(RECORDS FOR THE TASK begins)
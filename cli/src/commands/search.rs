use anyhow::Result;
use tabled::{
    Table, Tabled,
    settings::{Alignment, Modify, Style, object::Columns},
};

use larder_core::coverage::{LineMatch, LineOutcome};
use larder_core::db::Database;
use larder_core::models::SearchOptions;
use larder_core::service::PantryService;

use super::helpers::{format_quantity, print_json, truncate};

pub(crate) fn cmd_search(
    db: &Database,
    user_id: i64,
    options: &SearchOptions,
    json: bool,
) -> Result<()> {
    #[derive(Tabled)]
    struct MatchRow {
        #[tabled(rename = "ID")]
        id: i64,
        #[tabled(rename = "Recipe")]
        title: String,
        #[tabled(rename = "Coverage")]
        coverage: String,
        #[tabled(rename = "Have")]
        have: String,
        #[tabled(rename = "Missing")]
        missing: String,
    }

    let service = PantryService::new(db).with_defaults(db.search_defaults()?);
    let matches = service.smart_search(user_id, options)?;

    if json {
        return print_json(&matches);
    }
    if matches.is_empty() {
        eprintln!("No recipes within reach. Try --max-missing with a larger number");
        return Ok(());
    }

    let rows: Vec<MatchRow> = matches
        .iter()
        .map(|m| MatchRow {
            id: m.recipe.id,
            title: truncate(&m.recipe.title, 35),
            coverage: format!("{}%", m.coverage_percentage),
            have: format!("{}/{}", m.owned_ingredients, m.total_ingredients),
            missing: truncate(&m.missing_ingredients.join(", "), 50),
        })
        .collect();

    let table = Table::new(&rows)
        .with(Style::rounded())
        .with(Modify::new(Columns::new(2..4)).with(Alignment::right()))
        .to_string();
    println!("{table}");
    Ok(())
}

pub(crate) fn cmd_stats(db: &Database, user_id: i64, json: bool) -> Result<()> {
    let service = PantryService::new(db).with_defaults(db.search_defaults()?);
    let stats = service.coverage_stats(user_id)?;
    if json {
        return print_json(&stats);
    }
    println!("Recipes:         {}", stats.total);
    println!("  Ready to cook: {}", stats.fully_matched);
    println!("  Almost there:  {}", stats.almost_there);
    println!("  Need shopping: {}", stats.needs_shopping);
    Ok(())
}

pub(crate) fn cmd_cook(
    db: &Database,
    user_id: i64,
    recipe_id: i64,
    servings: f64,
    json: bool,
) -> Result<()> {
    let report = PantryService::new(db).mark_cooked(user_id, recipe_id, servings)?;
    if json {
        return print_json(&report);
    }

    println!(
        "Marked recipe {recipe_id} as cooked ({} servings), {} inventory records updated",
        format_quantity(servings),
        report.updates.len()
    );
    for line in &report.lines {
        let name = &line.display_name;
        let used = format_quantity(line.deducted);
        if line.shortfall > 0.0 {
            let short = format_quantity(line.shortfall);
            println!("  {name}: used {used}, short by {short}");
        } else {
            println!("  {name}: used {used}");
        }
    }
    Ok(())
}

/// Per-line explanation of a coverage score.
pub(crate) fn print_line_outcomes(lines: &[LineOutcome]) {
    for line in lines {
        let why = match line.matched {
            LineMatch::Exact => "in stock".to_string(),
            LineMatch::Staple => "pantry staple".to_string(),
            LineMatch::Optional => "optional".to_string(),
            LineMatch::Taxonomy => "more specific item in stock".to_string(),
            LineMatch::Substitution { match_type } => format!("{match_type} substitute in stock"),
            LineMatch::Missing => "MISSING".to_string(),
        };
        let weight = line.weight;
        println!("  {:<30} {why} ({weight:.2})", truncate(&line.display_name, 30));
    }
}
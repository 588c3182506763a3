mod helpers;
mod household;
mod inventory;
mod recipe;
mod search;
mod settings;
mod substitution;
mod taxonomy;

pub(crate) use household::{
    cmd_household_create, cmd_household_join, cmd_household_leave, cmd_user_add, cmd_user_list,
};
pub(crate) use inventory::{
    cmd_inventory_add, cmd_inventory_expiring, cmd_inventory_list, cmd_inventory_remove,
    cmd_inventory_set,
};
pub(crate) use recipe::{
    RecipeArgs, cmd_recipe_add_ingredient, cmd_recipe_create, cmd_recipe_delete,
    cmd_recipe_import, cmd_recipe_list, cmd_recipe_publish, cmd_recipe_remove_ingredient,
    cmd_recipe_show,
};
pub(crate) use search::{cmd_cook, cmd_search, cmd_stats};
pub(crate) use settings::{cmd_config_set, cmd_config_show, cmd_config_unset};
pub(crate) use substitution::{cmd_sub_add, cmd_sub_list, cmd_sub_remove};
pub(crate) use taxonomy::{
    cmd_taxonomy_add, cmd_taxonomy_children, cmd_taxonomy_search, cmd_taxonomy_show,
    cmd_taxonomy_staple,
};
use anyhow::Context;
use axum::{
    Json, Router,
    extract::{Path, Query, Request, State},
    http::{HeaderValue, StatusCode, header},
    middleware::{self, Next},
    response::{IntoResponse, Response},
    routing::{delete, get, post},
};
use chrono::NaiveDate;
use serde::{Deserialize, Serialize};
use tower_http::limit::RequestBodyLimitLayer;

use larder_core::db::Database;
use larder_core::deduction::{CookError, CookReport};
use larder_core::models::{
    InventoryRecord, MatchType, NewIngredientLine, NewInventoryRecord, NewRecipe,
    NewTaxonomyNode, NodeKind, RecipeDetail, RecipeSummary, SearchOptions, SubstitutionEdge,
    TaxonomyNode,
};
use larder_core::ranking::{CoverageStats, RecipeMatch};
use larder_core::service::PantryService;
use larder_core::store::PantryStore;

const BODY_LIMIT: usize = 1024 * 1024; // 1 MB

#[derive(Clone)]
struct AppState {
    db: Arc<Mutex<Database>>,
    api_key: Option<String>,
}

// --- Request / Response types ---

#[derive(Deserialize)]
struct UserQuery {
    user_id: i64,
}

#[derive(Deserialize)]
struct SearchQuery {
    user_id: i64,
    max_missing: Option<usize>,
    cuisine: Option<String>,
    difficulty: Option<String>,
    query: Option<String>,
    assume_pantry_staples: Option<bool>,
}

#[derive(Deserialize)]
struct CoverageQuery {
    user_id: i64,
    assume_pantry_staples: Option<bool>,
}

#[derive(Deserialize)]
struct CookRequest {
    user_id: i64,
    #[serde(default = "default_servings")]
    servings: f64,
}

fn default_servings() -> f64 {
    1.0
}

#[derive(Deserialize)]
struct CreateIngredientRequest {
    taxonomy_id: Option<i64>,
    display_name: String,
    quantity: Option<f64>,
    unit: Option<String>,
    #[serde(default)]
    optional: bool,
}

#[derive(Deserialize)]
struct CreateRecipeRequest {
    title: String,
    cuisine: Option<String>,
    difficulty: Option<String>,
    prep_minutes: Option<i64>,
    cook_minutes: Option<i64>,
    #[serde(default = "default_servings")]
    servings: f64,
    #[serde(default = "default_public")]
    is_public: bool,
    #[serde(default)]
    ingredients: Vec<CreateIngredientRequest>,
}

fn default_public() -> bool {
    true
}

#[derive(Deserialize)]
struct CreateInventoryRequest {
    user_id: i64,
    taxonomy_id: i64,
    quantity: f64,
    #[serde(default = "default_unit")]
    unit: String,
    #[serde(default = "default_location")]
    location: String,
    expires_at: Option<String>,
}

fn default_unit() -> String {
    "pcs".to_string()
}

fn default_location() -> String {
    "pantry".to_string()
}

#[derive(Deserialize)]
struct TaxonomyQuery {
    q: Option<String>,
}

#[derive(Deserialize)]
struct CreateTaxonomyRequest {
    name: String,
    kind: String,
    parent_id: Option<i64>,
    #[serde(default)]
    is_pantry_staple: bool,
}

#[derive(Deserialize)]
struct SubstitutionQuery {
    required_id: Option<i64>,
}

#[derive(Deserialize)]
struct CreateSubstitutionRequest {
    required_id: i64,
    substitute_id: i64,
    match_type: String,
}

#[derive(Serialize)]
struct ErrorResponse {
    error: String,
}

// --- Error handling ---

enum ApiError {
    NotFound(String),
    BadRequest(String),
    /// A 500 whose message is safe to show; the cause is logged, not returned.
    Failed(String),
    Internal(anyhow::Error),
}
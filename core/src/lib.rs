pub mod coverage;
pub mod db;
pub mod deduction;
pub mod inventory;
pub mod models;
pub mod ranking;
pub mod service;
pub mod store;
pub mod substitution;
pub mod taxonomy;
(RECORDS FOR THE TASK ends)
» **TASK BRIEF**: Wherever a line of the material has the word "CreateIngredientRequest", add it to a tally; give only the final number.

» **RESPONSE TO THE TASK**: 2